The main goal of the study was to investigate the genotoxic response of N-ethyl-N-nitrosourea (ENU) and ethyl methanesulfonate (EMS) at low doses in a multi-endpoint genotoxicity assessment platform in rats and to derive potential thresholds and related metrics. Male Sprague-Dawley rats were treated by daily oral gavage for 28 consecutive days with ENU (0.25 similar to 8 mg/kg bw) and EMS (5 similar to 160 mg/kg bw), both with six closely spaced dose levels. Pig-a gene mutation assay, micronucleus test, and comet assay were performed in several timepoints. Then, the dose-response relationships were analyzed for possible points of departure (PoD) using the no observed genotoxic effect level and benchmark dose (BMD) protocols with different critical effect sizes (CES, 0.05, 0.1, 0.5, and 1SD).

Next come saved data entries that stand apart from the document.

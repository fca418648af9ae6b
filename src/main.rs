//! Gasline Dispatch - core service for a bottled-gas delivery operation
//!
//! Wires the matrix cache, VRP solver, route assembler, event bus, and job
//! orchestrator together and runs until interrupted.

mod bus;
mod cli;
mod config;
pub mod error;
mod jobs;
mod services;
mod solver;
mod store;
mod types;

use std::sync::Arc;
use std::time::Duration;

use anyhow::Result;
use clap::Parser;
use tracing::info;
use tracing_appender::rolling::{RollingFileAppender, Rotation};
use tracing_subscriber::{layer::SubscriberExt, util::SubscriberInitExt};

use bus::{BusConfig, EventBus};
use config::Config;
use jobs::{JobRegistry, Orchestrator, OrchestratorConfig};
use services::assembler::RouteAssembler;
use services::drafts::DraftGenerator;
use services::matrix::MatrixService;
use services::matrix_cache::MatrixCache;
use services::predictor::create_predictor_with_fallback;
use services::routing::create_routing_provider_with_fallback;
use services::state::StateMachine;
use solver::{SolverConfig, VrpSolver};
use store::{MemoryStore, PgStore, Store};
use types::Coordinates;

use crate::jobs::{
    import::BulkImportHandler, optimize::OptimizeDayHandler, predict::BatchPredictHandler,
};
use crate::types::JobKind;

#[tokio::main]
async fn main() -> Result<()> {
    let cli = cli::Cli::parse();

    dotenvy::dotenv().ok();

    let config = Config::from_env()?;

    match cli.command {
        Some(cli::Command::Migrate) => {
            let pool = store::create_pool(&config.database_url).await?;
            store::run_migrations(&pool).await?;
            info!("Migrations complete, exiting.");
            Ok(())
        }
        Some(cli::Command::Serve) | None => run_server(config).await,
    }
}

/// Build the store: Postgres normally, in-memory when `DATABASE_URL=memory`
/// (local development without a database).
async fn create_store(config: &Config) -> Result<Arc<dyn Store>> {
    if config.database_url == "memory" {
        info!("Using in-memory store (no persistence)");
        return Ok(Arc::new(MemoryStore::new()));
    }
    let pool = store::create_pool(&config.database_url).await?;
    store::run_migrations(&pool).await?;
    info!("Connected to PostgreSQL, migrations complete");
    Ok(Arc::new(PgStore::new(pool)))
}

async fn run_server(config: Config) -> Result<()> {
    let logs_dir = std::env::var("LOGS_DIR").unwrap_or_else(|_| "../logs".to_string());
    std::fs::create_dir_all(&logs_dir).ok();

    let file_appender = RollingFileAppender::new(Rotation::DAILY, &logs_dir, "dispatch.log");
    let (non_blocking, _guard) = tracing_appender::non_blocking(file_appender);

    tracing_subscriber::registry()
        .with(tracing_subscriber::EnvFilter::new(
            std::env::var("RUST_LOG").unwrap_or_else(|_| "info,gasline_dispatch=debug".into()),
        ))
        .with(tracing_subscriber::fmt::layer())
        .with(tracing_subscriber::fmt::layer().with_writer(non_blocking).with_ansi(false))
        .init();

    info!("Starting Gasline Dispatch...");

    let store = create_store(&config).await?;

    let bus = EventBus::new(BusConfig {
        max_connections: config.bus_max_connections,
        queue_capacity: config.bus_queue_capacity,
        replay_events: config.bus_replay_events,
        replay_age: Duration::from_secs(config.bus_replay_secs),
        heartbeat: Duration::from_secs(config.bus_heartbeat_secs),
        disconnect_grace: Duration::from_secs(config.bus_disconnect_grace_secs),
        presence_samples: config.presence_samples,
    });
    let heartbeat = bus.start_heartbeat();
    info!("Event bus ready");

    let state = Arc::new(StateMachine::new(store.clone(), bus.clone()));

    let cache = Arc::new(MatrixCache::new(
        config.matrix_cache_capacity,
        Duration::from_secs(config.matrix_cache_ttl_secs),
    ));
    let provider: Arc<dyn services::routing::RoutingProvider> =
        Arc::from(create_routing_provider_with_fallback(config.valhalla_url.clone()).await);
    let matrix = Arc::new(MatrixService::new(
        cache,
        provider,
        Duration::from_secs(config.matrix_timeout_secs),
        Duration::from_secs(config.directions_timeout_secs),
        config.approx_speed_kmh,
        config.allow_approximation,
    ));

    let depot = Coordinates { lat: config.depot_lat, lng: config.depot_lng };
    let solver = Arc::new(VrpSolver::new(
        matrix.clone(),
        SolverConfig {
            default_budget_ms: config.solver_budget_ms,
            budget_ceiling_ms: config.solver_budget_ceiling_ms,
            ..Default::default()
        },
    ));
    let assembler = Arc::new(RouteAssembler::new(state.clone(), matrix.clone(), config.allow_approximation));

    let predictor: Arc<dyn services::predictor::Predictor> =
        Arc::from(create_predictor_with_fallback(config.predictor_url.clone()).await);
    let drafts = Arc::new(DraftGenerator::new(state.clone(), 0.6));

    let registry = JobRegistry::new()
        .register(
            JobKind::OptimizeDay,
            Arc::new(OptimizeDayHandler::new(state.clone(), solver, assembler, depot)),
        )
        .register(
            JobKind::BatchPredict,
            Arc::new(BatchPredictHandler::new(state.clone(), predictor, drafts)),
        )
        .register(JobKind::BulkImport, Arc::new(BulkImportHandler::new(state.clone())));

    let orchestrator = Orchestrator::new(
        store,
        bus,
        Arc::new(registry),
        OrchestratorConfig {
            workers: config.job_workers,
            max_optimize_jobs: config.max_optimize_jobs,
            stale_after: Duration::from_secs(config.job_stale_secs),
            cancel_deadline: Duration::from_secs(config.cancel_deadline_secs),
        },
    );
    let workers = orchestrator.start().await?;
    info!("Orchestrator ready: {} workers", workers.len());

    info!("Gasline Dispatch running. Ctrl-C to stop.");
    tokio::signal::ctrl_c().await?;

    info!("Shutting down...");
    heartbeat.abort();
    for worker in workers {
        worker.abort();
    }
    Ok(())
}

Overall, dose-dependent increases in all investigated endpoints were found for ENU and EMS. PoDs varied across genetic endpoints, timepoints, and statistical methods, and selecting an appropriate lower 95% confidence limit of BMD needs a comprehensive consideration of the mode of action of chemicals, the characteristics of tests, and the model fitting methods. Under the experimental conditions, the PoDs of ENU and EMS were 0.0036 mg/kg bw and 1.7 mg/kg bw, respectively.

Automated summary

The main goal of this study was to investigate the genotoxic response of N-ethyl-N-nitrosourea (ENU) and ethyl methanesulfonate (EMS) at low doses in rats and derive potential thresholds and related metrics. The results showed dose-dependent increases in all investigated endpoints for both ENU and EMS. The findings are important for assessing the genotoxic risks of chemicals.